García-Morales Abigail, Pulido Nancy O, Balleza Daniel
Unidad de Investigación y Desarrollo en Alimentos, Instituto Tecnológico de Veracruz, Tecnológico Nacional de México, Calz. Miguel Angel de Quevedo 2779 Col Formando Hogar, 91897, Veracruz, Ver, Mexico.
Escuela de Ingeniería y Ciencias, Instituto Tecnológico y de Estudios Superiores de Monterrey, Cuernavaca, Mexico.
Eur Biophys J. 2024 Feb;53(1-2):77-90. doi: 10.1007/s00249-023-01682-9. Epub 2023 Sep 30.
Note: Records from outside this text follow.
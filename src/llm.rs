//! Guarded language-model access: concurrency gating, circuit breaking, and
//! call instrumentation around any [`LanguageModel`] implementation.

use crate::breaker::{BreakerStatus, CircuitBreaker, CircuitBreakerConfig};
use crate::error::{KernelError, Result};
use crate::traits::{ChatMessage, ChatOptions, ChatResponse, LanguageModel};
use async_trait::async_trait;
use std::sync::Arc;
use std::time::Instant;
use tokio::sync::Semaphore;

/// Decorator that every kernel LLM call flows through: planning, repair,
/// and synthesis.
///
/// Adds a worker-local semaphore so no worker hammers the model, a named
/// circuit breaker with per-call timeout, and metrics
/// (`llm_call.total {status}`, `llm_call.duration_seconds`).
pub struct GuardedLanguageModel {
    inner: Arc<dyn LanguageModel>,
    breaker: CircuitBreaker,
    semaphore: Arc<Semaphore>,
}

impl GuardedLanguageModel {
    /// Wrap `inner` with the given breaker configuration and concurrency cap.
    pub fn new(
        inner: Arc<dyn LanguageModel>,
        breaker_config: CircuitBreakerConfig,
        max_concurrency: usize,
    ) -> Self {
        Self {
            inner,
            breaker: CircuitBreaker::new("llm", breaker_config),
            semaphore: Arc::new(Semaphore::new(max_concurrency.max(1))),
        }
    }

    /// Breaker diagnostics for health endpoints.
    pub fn breaker_status(&self) -> BreakerStatus {
        self.breaker.status()
    }
}

#[async_trait]
impl LanguageModel for GuardedLanguageModel {
    async fn chat(&self, messages: &[ChatMessage], options: ChatOptions) -> Result<ChatResponse> {
        let permit = self.semaphore.acquire().await.map_err(|_| {
            KernelError::LlmUnavailable("LLM semaphore closed".to_string())
        })?;
        let start = Instant::now();

        let result = self
            .breaker
            .call(|| self.inner.chat(messages, options))
            .await;

        drop(permit);
        let duration = start.elapsed().as_secs_f64();
        let status = if result.is_ok() { "success" } else { "error" };

        metrics::counter!("llm_call.total", "status" => status).increment(1);
        metrics::histogram!("llm_call.duration_seconds").record(duration);

        match &result {
            Ok(_) => {
                tracing::debug!(
                    model = %self.inner.model_id(),
                    duration_secs = duration,
                    "LLM call succeeded"
                );
            }
            Err(e) => {
                tracing::warn!(
                    model = %self.inner.model_id(),
                    duration_secs = duration,
                    error = %e,
                    "LLM call failed"
                );
            }
        }
        result
    }

    fn model_id(&self) -> &str {
        self.inner.model_id()
    }
}
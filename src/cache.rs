//! Two-tier response cache: a process-local map with lazy expiry (L1) in
//! front of an optional durable key-to-document store (L2).
//!
//! Every request is cached under two digests so that identical goals hit
//! even when the planner emits a different plan, while plan-level keys
//! protect exact replays:
//!
//! - `goal_key = sha256(normalize(goal))`
//! - `plan_key = sha256(normalize(goal) ‖ plan_text)`
//!
//! TTL is the sole eviction policy.

use crate::error::Result;
use crate::traits::CacheStore;
use chrono::{DateTime, Utc};
use serde::{Deserialize, Serialize};
use sha2::{Digest, Sha256};
use std::collections::HashMap;
use std::sync::Arc;
use std::time::Duration;
use tokio::sync::RwLock;

/// Lowercase, trim, and collapse runs of whitespace to single spaces.
/// Idempotent: `normalize(normalize(x)) == normalize(x)`.
pub fn normalize(text: &str) -> String {
    text.to_lowercase()
        .split_whitespace()
        .collect::<Vec<_>>()
        .join(" ")
}

fn hex_digest(input: &str) -> String {
    let digest = Sha256::digest(input.as_bytes());
    digest.iter().fold(
        String::with_capacity(digest.len() * 2),
        |mut out, byte| {
            use std::fmt::Write;
            let _ = write!(out, "{:02x}", byte);
            out
        },
    )
}

/// Digest key over the normalized goal alone.
pub fn goal_key(goal: &str) -> String {
    hex_digest(&normalize(goal))
}

/// Digest key over the normalized goal concatenated with the raw plan text.
pub fn plan_key(goal: &str, plan_text: &str) -> String {
    hex_digest(&format!("{}{}", normalize(goal), plan_text))
}

/// One durable cache document, stored under both of its digest keys.
#[derive(Debug, Clone, Serialize, Deserialize)]
pub struct CacheEntry {
    /// Digest of the normalized goal.
    pub goal_key: String,
    /// Digest of the normalized goal plus plan text.
    pub plan_key: String,
    /// The normalized goal, kept for inspection.
    pub goal_normalized: String,
    /// The raw plan text the response was produced from.
    pub plan_text: String,
    /// The cached final answer.
    pub response: String,
    /// Creation timestamp.
    pub created_at: DateTime<Utc>,
    /// Expiry timestamp; entries at or past this instant are misses.
    pub expires_at: DateTime<Utc>,
}

struct L1Entry {
    response: String,
    expires_at: DateTime<Utc>,
}

/// Two-tier TTL cache for final answers.
///
/// L1 is per-process and read-dominated; L2 is shared across processes when
/// a [`CacheStore`] is attached. L2 failures are logged and treated as
/// misses so the cache can never fail a request.
pub struct ResponseCache {
    l1: RwLock<HashMap<String, L1Entry>>,
    store: Option<Arc<dyn CacheStore>>,
    ttl: Duration,
}

impl ResponseCache {
    /// Create a cache with the given TTL and optional durable tier.
    pub fn new(ttl: Duration, store: Option<Arc<dyn CacheStore>>) -> Self {
        Self {
            l1: RwLock::new(HashMap::new()),
            store,
            ttl,
        }
    }

    /// Look up a cached response for `(goal, plan_text)`, checking the goal
    /// key before the plan key and L1 before L2. L2 hits are promoted into
    /// L1.
    pub async fn get(&self, goal: &str, plan_text: &str) -> Option<String> {
        let keys = [goal_key(goal), plan_key(goal, plan_text)];
        let now = Utc::now();

        // L1: read path, with lazy purge of expired entries.
        let mut expired: Vec<String> = Vec::new();
        {
            let l1 = self.l1.read().await;
            for key in &keys {
                match l1.get(key) {
                    Some(entry) if entry.expires_at > now => {
                        metrics::counter!("cache.lookup.total", "tier" => "l1", "outcome" => "hit")
                            .increment(1);
                        return Some(entry.response.clone());
                    }
                    Some(_) => expired.push(key.clone()),
                    None => {}
                }
            }
        }
        if !expired.is_empty() {
            let mut l1 = self.l1.write().await;
            for key in &expired {
                // Re-check under the write lock; a concurrent set may have
                // refreshed the entry.
                if l1.get(key).is_some_and(|e| e.expires_at <= now) {
                    l1.remove(key);
                }
            }
        }
        metrics::counter!("cache.lookup.total", "tier" => "l1", "outcome" => "miss").increment(1);

        // L2: durable tier, promoting hits into L1.
        let store = self.store.as_ref()?;
        for key in &keys {
            match store.get(key).await {
                Ok(Some(entry)) if entry.expires_at > now => {
                    metrics::counter!("cache.lookup.total", "tier" => "l2", "outcome" => "hit")
                        .increment(1);
                    let mut l1 = self.l1.write().await;
                    l1.insert(
                        key.clone(),
                        L1Entry {
                            response: entry.response.clone(),
                            expires_at: entry.expires_at,
                        },
                    );
                    return Some(entry.response);
                }
                Ok(_) => {}
                Err(e) => {
                    tracing::warn!(error = %e, "Cache store lookup failed, treating as miss");
                }
            }
        }
        metrics::counter!("cache.lookup.total", "tier" => "l2", "outcome" => "miss").increment(1);
        None
    }

    /// Store `response` under both keys in both tiers with
    /// `expires_at = now + ttl`.
    pub async fn set(&self, goal: &str, plan_text: &str, response: &str) {
        let now = Utc::now();
        let expires_at = now
            + chrono::Duration::from_std(self.ttl).unwrap_or_else(|_| chrono::Duration::hours(1));
        let gk = goal_key(goal);
        let pk = plan_key(goal, plan_text);

        {
            let mut l1 = self.l1.write().await;
            for key in [&gk, &pk] {
                l1.insert(
                    key.clone(),
                    L1Entry {
                        response: response.to_string(),
                        expires_at,
                    },
                );
            }
        }

        if let Some(store) = &self.store {
            let entry = CacheEntry {
                goal_key: gk.clone(),
                plan_key: pk.clone(),
                goal_normalized: normalize(goal),
                plan_text: plan_text.to_string(),
                response: response.to_string(),
                created_at: now,
                expires_at,
            };
            for key in [&gk, &pk] {
                if let Err(e) = store.put(key, &entry).await {
                    tracing::warn!(error = %e, "Cache store write failed");
                }
            }
        }
    }

    /// Number of live L1 entries; test and diagnostics helper.
    pub async fn l1_len(&self) -> usize {
        self.l1.read().await.len()
    }
}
How a protein propagates the conformational changes throughout its structure remains largely unknown. In thermosensitive TRP channels, this allosteric communication is triggered by ligand interaction or in response to temperature changes. Because dynamic allostery suggests a dynamic role of disordered regions, in this work we set out to thoroughly evaluate these regions in six thermosensitive TRP channels. Thus, by contrasting the intrinsic flexibility of the transmembrane region as a function of the degree of disorder in those proteins, we discovered several residues that do not show a direct correlation in both parameters. This kind of structural discrepancy revealed residues that are either reported to be dynamic, functionally relevant or are involved in signal propagation and probably part of allosteric networks. These discrepant, potentially dynamic regions are not exclusive of TRP channels, as this same correlation was found in the Kv Shaker channel.
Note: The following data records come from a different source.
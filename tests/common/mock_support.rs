#![allow(dead_code)]

//! Shared mock collaborators for the integration suites.

use async_trait::async_trait;
use std::collections::HashMap;
use std::sync::atomic::{AtomicU32, Ordering};
use std::sync::{Arc, Mutex};
use uni_plexo::api::{Step, ToolResponse, meta};
use uni_plexo::cache::CacheEntry;
use uni_plexo::error::{KernelError, Result};
use uni_plexo::trace::Trace;
use uni_plexo::traits::{
    CacheStore, ChatMessage, ChatOptions, ChatResponse, LanguageModel, Memory, MemoryContext, Tool,
    TraceSink,
};

/// Mock tool with configurable data, similarity, faults, delay, and
/// concurrency tracking.
pub struct MockTool {
    name: String,
    data: String,
    similarity: Option<f64>,
    error_response: Option<String>,
    fault_count: AtomicU32,
    delay_ms: u64,
    call_count: Arc<AtomicU32>,
    in_flight: Arc<AtomicU32>,
    max_in_flight: Arc<AtomicU32>,
}

impl MockTool {
    pub fn new(name: &str) -> Self {
        Self {
            name: name.to_string(),
            data: "mock data".to_string(),
            similarity: None,
            error_response: None,
            fault_count: AtomicU32::new(0),
            delay_ms: 0,
            call_count: Arc::new(AtomicU32::new(0)),
            in_flight: Arc::new(AtomicU32::new(0)),
            max_in_flight: Arc::new(AtomicU32::new(0)),
        }
    }

    pub fn with_data(mut self, data: &str) -> Self {
        self.data = data.to_string();
        self
    }

    pub fn with_similarity(mut self, similarity: f64) -> Self {
        self.similarity = Some(similarity);
        self
    }

    pub fn with_error_response(mut self, message: &str) -> Self {
        self.error_response = Some(message.to_string());
        self
    }

    /// Fail the first `count` calls with `Err(ToolFailed)`.
    pub fn with_fault_count(mut self, count: u32) -> Self {
        self.fault_count = AtomicU32::new(count);
        self
    }

    pub fn with_delay_ms(mut self, delay_ms: u64) -> Self {
        self.delay_ms = delay_ms;
        self
    }

    /// Counter handles survive after the tool moves into the kernel.
    pub fn call_counter(&self) -> Arc<AtomicU32> {
        self.call_count.clone()
    }

    /// High-water mark of concurrent executions.
    pub fn concurrency_tracker(&self) -> Arc<AtomicU32> {
        self.max_in_flight.clone()
    }
}

#[async_trait]
impl Tool for MockTool {
    fn name(&self) -> &str {
        &self.name
    }

    async fn execute(&self, _step: &Step) -> Result<ToolResponse> {
        self.call_count.fetch_add(1, Ordering::SeqCst);
        let current = self.in_flight.fetch_add(1, Ordering::SeqCst) + 1;
        self.max_in_flight.fetch_max(current, Ordering::SeqCst);

        if self.delay_ms > 0 {
            tokio::time::sleep(std::time::Duration::from_millis(self.delay_ms)).await;
        }
        self.in_flight.fetch_sub(1, Ordering::SeqCst);

        if self.fault_count.load(Ordering::SeqCst) > 0 {
            self.fault_count.fetch_sub(1, Ordering::SeqCst);
            return Err(KernelError::ToolFailed("mock fault".to_string()));
        }

        if let Some(message) = &self.error_response {
            return Ok(ToolResponse::error(message.clone()));
        }

        let mut response = ToolResponse::success(self.data.clone());
        if let Some(similarity) = self.similarity {
            response.insert_meta(meta::SIMILARITY, similarity);
        }
        Ok(response)
    }
}

/// Mock language model that pops scripted responses in order; the last one
/// repeats once the script is exhausted.
pub struct MockLanguageModel {
    responses: Mutex<Vec<String>>,
    fail_count: AtomicU32,
    delay_ms: u64,
    call_count: Arc<AtomicU32>,
}

impl MockLanguageModel {
    pub fn new(responses: Vec<&str>) -> Self {
        Self {
            responses: Mutex::new(responses.into_iter().map(String::from).collect()),
            fail_count: AtomicU32::new(0),
            delay_ms: 0,
            call_count: Arc::new(AtomicU32::new(0)),
        }
    }

    /// Fail the first `count` calls with `Err(LlmUnavailable)`.
    pub fn with_fail_count(mut self, count: u32) -> Self {
        self.fail_count = AtomicU32::new(count);
        self
    }

    pub fn with_delay_ms(mut self, delay_ms: u64) -> Self {
        self.delay_ms = delay_ms;
        self
    }

    pub fn call_counter(&self) -> Arc<AtomicU32> {
        self.call_count.clone()
    }
}

#[async_trait]
impl LanguageModel for MockLanguageModel {
    async fn chat(&self, _messages: &[ChatMessage], _options: ChatOptions) -> Result<ChatResponse> {
        self.call_count.fetch_add(1, Ordering::SeqCst);

        if self.delay_ms > 0 {
            tokio::time::sleep(std::time::Duration::from_millis(self.delay_ms)).await;
        }

        if self.fail_count.load(Ordering::SeqCst) > 0 {
            self.fail_count.fetch_sub(1, Ordering::SeqCst);
            return Err(KernelError::LlmUnavailable("mock outage".to_string()));
        }

        let mut responses = self.responses.lock().unwrap();
        let content = if responses.len() > 1 {
            responses.remove(0)
        } else {
            responses
                .first()
                .cloned()
                .unwrap_or_else(|| "mock answer".to_string())
        };
        Ok(ChatResponse { content })
    }

    fn model_id(&self) -> &str {
        "mock-model"
    }
}

/// In-memory memory collaborator that records saved interactions.
#[derive(Default)]
pub struct RecordingMemory {
    saved: Mutex<Vec<(String, String, String)>>,
    context: Mutex<MemoryContext>,
    fail_writes: bool,
}

impl RecordingMemory {
    pub fn new() -> Arc<Self> {
        Arc::new(Self::default())
    }

    pub fn failing_writes() -> Arc<Self> {
        Arc::new(Self {
            fail_writes: true,
            ..Self::default()
        })
    }

    pub fn with_context(context: MemoryContext) -> Arc<Self> {
        Arc::new(Self {
            context: Mutex::new(context),
            ..Self::default()
        })
    }

    pub fn saved_interactions(&self) -> Vec<(String, String, String)> {
        self.saved.lock().unwrap().clone()
    }
}

#[async_trait]
impl Memory for RecordingMemory {
    async fn retrieve_context(
        &self,
        _session_id: &str,
        _query: &str,
        _recent_limit: usize,
        _semantic_top_k: usize,
    ) -> Result<MemoryContext> {
        Ok(self.context.lock().unwrap().clone())
    }

    async fn save_interaction(
        &self,
        session_id: &str,
        user_message: &str,
        assistant_message: &str,
    ) -> Result<()> {
        if self.fail_writes {
            return Err(KernelError::MemoryStore("mock write failure".to_string()));
        }
        self.saved.lock().unwrap().push((
            session_id.to_string(),
            user_message.to_string(),
            assistant_message.to_string(),
        ));
        Ok(())
    }
}

/// Trace sink that records every inserted trace.
#[derive(Default)]
pub struct RecordingTraceSink {
    traces: Mutex<Vec<Trace>>,
    fail_inserts: bool,
}

impl RecordingTraceSink {
    pub fn new() -> Arc<Self> {
        Arc::new(Self::default())
    }

    pub fn failing() -> Arc<Self> {
        Arc::new(Self {
            fail_inserts: true,
            ..Self::default()
        })
    }

    pub fn traces(&self) -> Vec<Trace> {
        self.traces.lock().unwrap().clone()
    }
}

#[async_trait]
impl TraceSink for RecordingTraceSink {
    async fn insert(&self, trace: &Trace) -> Result<()> {
        if self.fail_inserts {
            return Err(KernelError::TraceStore("mock insert failure".to_string()));
        }
        self.traces.lock().unwrap().push(trace.clone());
        Ok(())
    }
}

/// In-memory durable cache tier.
#[derive(Default)]
pub struct InMemoryCacheStore {
    entries: Mutex<HashMap<String, CacheEntry>>,
}

impl InMemoryCacheStore {
    pub fn new() -> Arc<Self> {
        Arc::new(Self::default())
    }

    pub fn len(&self) -> usize {
        self.entries.lock().unwrap().len()
    }
}

#[async_trait]
impl CacheStore for InMemoryCacheStore {
    async fn get(&self, key: &str) -> Result<Option<CacheEntry>> {
        Ok(self.entries.lock().unwrap().get(key).cloned())
    }

    async fn put(&self, key: &str, entry: &CacheEntry) -> Result<()> {
        self.entries
            .lock()
            .unwrap()
            .insert(key.to_string(), entry.clone());
        Ok(())
    }
}

/// A `{"steps": [...]}` plan document naming one step per `(tool, query)`
/// pair.
pub fn plan_json(steps: &[(&str, &str)]) -> String {
    let steps: Vec<serde_json::Value> = steps
        .iter()
        .map(|(tool, query)| serde_json::json!({"tool": tool, "query": query}))
        .collect();
    serde_json::json!({ "steps": steps }).to_string()
}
蛋白质如何在其整个结构中传播构象变化在很大程度上仍然未知。在热敏性瞬时受体电位(TRP)通道中,这种变构通讯是由配体相互作用或对温度变化的响应触发的。由于动态变构表明无序区域具有动态作用,因此在这项工作中,我们着手全面评估六个热敏性TRP通道中的这些区域。因此,通过对比跨膜区域的固有灵活性与这些蛋白质中无序程度的函数关系,我们发现了几个在这两个参数中没有直接相关性的残基。这种结构差异揭示了那些据报道具有动态性、功能相关性或参与信号传播且可能是变构网络一部分的残基。这些存在差异的、潜在的动态区域并非TRP通道所特有,因为在Kv Shaker通道中也发现了同样的相关性。